### WHAT IS BEING ASKED:
Only one stretch of the listing below is wanted. Give it again exactly, from the line with "let descriptions: Vec<_>" through the line with "let once = filter.apply(&txns);".

### GIVEN DATA:
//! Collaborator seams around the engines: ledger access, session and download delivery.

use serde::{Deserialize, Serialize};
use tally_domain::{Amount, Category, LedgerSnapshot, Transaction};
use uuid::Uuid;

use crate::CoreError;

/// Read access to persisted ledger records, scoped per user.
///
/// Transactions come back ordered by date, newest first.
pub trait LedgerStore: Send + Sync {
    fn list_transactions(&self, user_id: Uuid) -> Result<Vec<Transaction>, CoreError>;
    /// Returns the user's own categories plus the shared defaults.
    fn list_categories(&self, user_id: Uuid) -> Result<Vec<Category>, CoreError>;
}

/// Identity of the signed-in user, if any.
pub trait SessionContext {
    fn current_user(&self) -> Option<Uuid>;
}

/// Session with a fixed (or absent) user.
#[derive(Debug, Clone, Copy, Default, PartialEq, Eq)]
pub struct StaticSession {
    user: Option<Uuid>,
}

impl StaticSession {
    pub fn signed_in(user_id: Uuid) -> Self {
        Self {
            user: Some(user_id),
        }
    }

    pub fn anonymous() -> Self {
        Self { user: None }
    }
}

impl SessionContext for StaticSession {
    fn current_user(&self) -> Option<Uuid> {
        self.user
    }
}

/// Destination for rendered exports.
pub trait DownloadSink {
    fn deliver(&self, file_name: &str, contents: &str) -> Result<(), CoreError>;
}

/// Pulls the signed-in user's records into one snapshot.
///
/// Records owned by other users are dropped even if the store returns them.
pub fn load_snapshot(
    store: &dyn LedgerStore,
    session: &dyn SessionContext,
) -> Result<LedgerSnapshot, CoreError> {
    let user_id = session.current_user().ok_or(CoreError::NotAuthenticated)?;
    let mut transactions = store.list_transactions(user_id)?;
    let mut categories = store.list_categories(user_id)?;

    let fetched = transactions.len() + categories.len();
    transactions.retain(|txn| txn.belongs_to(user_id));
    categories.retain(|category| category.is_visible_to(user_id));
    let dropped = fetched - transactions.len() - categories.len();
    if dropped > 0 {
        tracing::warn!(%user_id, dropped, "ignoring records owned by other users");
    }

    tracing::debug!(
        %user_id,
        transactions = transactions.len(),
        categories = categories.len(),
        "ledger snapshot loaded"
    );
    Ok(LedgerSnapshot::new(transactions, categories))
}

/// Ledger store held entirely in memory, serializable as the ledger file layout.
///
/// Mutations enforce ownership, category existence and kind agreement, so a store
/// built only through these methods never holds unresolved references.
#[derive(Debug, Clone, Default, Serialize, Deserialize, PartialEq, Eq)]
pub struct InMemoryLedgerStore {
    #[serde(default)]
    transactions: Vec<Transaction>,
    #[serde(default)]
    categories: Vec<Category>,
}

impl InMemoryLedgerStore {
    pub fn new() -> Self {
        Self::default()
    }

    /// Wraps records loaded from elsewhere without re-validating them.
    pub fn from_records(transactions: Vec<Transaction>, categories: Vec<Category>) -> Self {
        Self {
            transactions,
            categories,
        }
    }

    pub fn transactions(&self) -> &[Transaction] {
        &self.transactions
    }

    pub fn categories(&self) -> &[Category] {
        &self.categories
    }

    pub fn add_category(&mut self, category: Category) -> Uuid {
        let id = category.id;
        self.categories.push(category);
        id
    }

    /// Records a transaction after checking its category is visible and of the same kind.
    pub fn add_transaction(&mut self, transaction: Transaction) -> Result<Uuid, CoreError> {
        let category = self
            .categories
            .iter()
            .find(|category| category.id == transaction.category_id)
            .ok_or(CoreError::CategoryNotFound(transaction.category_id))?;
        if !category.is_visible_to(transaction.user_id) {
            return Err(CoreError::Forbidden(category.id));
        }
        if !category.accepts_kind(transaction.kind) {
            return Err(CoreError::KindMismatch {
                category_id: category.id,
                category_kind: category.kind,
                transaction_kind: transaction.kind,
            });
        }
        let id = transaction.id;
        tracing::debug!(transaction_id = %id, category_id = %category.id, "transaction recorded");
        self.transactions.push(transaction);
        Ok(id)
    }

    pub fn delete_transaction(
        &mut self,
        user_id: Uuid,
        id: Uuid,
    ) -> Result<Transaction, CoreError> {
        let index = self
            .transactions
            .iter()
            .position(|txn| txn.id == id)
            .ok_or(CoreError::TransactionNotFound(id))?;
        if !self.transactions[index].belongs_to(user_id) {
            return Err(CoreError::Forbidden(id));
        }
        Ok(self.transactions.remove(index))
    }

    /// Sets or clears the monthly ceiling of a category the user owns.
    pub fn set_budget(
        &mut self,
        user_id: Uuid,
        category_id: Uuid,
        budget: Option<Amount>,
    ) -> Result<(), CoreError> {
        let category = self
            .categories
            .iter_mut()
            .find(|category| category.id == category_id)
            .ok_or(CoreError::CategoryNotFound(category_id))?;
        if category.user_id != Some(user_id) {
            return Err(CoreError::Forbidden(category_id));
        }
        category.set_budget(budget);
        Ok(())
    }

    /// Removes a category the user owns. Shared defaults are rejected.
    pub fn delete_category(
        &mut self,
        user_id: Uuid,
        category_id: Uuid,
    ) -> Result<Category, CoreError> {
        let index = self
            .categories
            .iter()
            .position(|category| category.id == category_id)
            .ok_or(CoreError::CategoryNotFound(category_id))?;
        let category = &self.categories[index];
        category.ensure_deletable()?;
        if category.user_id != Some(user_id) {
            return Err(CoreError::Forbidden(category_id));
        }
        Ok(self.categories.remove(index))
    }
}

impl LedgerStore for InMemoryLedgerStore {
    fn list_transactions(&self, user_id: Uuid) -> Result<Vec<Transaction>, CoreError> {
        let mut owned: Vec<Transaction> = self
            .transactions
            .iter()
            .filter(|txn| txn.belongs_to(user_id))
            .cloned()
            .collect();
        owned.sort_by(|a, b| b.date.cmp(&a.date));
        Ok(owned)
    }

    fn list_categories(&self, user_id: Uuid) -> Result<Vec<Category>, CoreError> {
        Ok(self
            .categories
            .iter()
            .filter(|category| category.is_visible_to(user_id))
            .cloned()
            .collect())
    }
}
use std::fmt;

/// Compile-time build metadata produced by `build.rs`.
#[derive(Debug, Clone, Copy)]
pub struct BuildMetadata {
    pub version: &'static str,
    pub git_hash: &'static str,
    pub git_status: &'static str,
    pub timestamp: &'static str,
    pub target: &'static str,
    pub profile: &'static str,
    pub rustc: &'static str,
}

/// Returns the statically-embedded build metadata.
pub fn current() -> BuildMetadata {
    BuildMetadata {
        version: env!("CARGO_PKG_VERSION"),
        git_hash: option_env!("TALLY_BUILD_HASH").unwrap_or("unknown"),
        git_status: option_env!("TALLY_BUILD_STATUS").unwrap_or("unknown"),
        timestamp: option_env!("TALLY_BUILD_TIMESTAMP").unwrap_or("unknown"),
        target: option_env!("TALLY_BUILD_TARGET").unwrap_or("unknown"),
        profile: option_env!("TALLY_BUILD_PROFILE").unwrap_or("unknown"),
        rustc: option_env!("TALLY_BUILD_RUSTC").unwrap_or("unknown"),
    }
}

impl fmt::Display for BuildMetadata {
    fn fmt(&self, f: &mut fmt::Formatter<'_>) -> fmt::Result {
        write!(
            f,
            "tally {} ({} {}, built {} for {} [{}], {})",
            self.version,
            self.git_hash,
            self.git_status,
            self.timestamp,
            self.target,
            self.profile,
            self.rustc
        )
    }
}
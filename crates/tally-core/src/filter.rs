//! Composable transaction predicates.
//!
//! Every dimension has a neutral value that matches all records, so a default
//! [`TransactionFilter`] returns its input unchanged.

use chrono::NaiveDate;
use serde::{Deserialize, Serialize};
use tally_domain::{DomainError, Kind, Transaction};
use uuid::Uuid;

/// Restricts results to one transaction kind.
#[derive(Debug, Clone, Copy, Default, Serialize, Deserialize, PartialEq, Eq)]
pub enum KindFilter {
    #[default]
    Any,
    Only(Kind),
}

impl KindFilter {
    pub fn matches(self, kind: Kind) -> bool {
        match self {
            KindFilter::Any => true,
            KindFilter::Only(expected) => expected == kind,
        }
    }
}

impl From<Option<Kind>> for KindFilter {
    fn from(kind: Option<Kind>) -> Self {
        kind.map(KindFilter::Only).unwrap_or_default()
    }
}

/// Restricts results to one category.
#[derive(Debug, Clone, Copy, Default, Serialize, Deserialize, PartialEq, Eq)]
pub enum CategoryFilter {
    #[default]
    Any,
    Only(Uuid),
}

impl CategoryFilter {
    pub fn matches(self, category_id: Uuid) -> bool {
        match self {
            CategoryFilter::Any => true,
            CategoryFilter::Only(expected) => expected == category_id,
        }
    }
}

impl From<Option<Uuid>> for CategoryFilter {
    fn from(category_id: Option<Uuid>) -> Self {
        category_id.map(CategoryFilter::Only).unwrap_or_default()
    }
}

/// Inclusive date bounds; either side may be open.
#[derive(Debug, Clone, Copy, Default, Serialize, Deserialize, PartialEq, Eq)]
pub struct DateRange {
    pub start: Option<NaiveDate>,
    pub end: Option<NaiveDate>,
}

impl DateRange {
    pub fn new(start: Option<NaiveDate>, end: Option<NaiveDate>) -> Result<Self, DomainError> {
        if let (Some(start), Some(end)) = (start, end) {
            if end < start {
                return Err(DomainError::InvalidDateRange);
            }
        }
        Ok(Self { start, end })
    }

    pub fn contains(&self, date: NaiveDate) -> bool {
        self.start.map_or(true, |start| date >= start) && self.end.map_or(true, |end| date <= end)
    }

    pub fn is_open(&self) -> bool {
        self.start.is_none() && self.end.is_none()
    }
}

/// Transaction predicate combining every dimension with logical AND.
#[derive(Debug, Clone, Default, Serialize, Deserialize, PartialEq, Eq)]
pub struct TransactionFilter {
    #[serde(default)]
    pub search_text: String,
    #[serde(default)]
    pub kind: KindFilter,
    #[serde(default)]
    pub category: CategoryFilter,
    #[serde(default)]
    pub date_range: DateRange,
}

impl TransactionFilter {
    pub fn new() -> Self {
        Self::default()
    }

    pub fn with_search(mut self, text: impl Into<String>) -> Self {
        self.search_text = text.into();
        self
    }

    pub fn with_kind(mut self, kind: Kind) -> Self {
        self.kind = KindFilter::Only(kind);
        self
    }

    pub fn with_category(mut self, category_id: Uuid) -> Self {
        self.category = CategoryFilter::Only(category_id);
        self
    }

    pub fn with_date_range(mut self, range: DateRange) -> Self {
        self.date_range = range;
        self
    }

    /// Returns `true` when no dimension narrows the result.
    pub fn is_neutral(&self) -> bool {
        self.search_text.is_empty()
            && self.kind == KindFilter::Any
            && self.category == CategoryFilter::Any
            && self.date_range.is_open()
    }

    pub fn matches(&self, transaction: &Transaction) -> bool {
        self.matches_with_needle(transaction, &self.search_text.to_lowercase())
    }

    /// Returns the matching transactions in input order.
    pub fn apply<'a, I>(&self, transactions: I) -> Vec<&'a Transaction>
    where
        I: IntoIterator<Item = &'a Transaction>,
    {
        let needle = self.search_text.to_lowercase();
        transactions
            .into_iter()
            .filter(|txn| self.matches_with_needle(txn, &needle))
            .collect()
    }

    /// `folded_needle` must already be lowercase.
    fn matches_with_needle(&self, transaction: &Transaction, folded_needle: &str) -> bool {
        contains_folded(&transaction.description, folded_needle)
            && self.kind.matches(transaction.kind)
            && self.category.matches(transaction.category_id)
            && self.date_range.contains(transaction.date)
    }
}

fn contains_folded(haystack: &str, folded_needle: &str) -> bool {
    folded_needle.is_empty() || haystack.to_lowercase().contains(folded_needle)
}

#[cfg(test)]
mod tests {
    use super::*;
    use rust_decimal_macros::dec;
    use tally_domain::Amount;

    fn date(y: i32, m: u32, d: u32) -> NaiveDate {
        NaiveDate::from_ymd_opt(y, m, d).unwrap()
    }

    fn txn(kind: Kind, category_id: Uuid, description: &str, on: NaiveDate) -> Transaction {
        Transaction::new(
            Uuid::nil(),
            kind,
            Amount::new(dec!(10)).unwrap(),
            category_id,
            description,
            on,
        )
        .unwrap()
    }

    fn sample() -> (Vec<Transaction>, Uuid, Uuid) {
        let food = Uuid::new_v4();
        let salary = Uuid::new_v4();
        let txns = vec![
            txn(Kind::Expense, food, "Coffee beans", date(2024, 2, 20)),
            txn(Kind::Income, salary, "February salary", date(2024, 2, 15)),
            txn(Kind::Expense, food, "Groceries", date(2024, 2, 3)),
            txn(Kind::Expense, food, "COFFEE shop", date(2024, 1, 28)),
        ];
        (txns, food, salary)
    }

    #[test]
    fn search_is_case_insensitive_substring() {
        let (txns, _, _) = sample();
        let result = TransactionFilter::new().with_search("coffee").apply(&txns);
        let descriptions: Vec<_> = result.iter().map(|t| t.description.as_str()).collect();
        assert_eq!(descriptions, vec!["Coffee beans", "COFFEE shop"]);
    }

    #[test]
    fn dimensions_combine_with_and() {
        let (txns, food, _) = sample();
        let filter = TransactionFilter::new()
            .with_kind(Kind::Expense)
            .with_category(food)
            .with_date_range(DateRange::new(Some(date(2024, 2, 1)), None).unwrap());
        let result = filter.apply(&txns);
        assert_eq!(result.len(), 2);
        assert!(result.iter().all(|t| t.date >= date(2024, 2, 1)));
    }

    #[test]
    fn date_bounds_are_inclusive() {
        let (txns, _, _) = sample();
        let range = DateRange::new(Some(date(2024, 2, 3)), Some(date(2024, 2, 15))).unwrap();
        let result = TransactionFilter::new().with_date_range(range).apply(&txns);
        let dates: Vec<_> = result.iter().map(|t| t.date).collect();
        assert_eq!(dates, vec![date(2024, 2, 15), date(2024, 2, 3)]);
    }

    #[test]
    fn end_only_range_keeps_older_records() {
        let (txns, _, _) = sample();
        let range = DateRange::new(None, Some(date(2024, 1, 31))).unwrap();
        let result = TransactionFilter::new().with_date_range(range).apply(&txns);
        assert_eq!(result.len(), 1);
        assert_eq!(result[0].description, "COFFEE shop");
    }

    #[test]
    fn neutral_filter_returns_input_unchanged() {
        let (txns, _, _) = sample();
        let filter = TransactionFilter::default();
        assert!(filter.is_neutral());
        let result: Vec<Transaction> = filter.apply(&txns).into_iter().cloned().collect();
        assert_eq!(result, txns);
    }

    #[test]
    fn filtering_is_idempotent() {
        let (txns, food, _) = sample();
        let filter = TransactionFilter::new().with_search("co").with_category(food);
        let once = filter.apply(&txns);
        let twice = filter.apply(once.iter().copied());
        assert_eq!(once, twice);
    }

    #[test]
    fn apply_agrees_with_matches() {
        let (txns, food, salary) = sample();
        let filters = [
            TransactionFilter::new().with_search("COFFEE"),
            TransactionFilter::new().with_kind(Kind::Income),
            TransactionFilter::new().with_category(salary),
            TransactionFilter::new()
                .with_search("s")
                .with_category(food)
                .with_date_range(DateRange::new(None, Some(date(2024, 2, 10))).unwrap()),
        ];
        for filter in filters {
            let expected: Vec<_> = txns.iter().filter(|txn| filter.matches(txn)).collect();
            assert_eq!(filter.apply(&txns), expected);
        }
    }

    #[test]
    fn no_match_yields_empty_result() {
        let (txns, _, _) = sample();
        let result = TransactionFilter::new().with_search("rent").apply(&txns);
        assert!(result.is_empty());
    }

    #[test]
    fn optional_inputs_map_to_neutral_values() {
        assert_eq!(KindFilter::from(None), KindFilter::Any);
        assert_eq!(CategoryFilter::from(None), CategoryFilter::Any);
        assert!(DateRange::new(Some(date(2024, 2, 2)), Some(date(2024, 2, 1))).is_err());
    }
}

### WORKED SOLUTION:
        let descriptions: Vec<_> = result.iter().map(|t| t.description.as_str()).collect();
        assert_eq!(descriptions, vec!["Coffee beans", "COFFEE shop"]);
    }

    #[test]
    fn dimensions_combine_with_and() {
        let (txns, food, _) = sample();
        let filter = TransactionFilter::new()
            .with_kind(Kind::Expense)
            .with_category(food)
            .with_date_range(DateRange::new(Some(date(2024, 2, 1)), None).unwrap());
        let result = filter.apply(&txns);
        assert_eq!(result.len(), 2);
        assert!(result.iter().all(|t| t.date >= date(2024, 2, 1)));
    }

    #[test]
    fn date_bounds_are_inclusive() {
        let (txns, _, _) = sample();
        let range = DateRange::new(Some(date(2024, 2, 3)), Some(date(2024, 2, 15))).unwrap();
        let result = TransactionFilter::new().with_date_range(range).apply(&txns);
        let dates: Vec<_> = result.iter().map(|t| t.date).collect();
        assert_eq!(dates, vec![date(2024, 2, 15), date(2024, 2, 3)]);
    }

    #[test]
    fn end_only_range_keeps_older_records() {
        let (txns, _, _) = sample();
        let range = DateRange::new(None, Some(date(2024, 1, 31))).unwrap();
        let result = TransactionFilter::new().with_date_range(range).apply(&txns);
        assert_eq!(result.len(), 1);
        assert_eq!(result[0].description, "COFFEE shop");
    }

    #[test]
    fn neutral_filter_returns_input_unchanged() {
        let (txns, _, _) = sample();
        let filter = TransactionFilter::default();
        assert!(filter.is_neutral());
        let result: Vec<Transaction> = filter.apply(&txns).into_iter().cloned().collect();
        assert_eq!(result, txns);
    }

    #[test]
    fn filtering_is_idempotent() {
        let (txns, food, _) = sample();
        let filter = TransactionFilter::new().with_search("co").with_category(food);
        let once = filter.apply(&txns);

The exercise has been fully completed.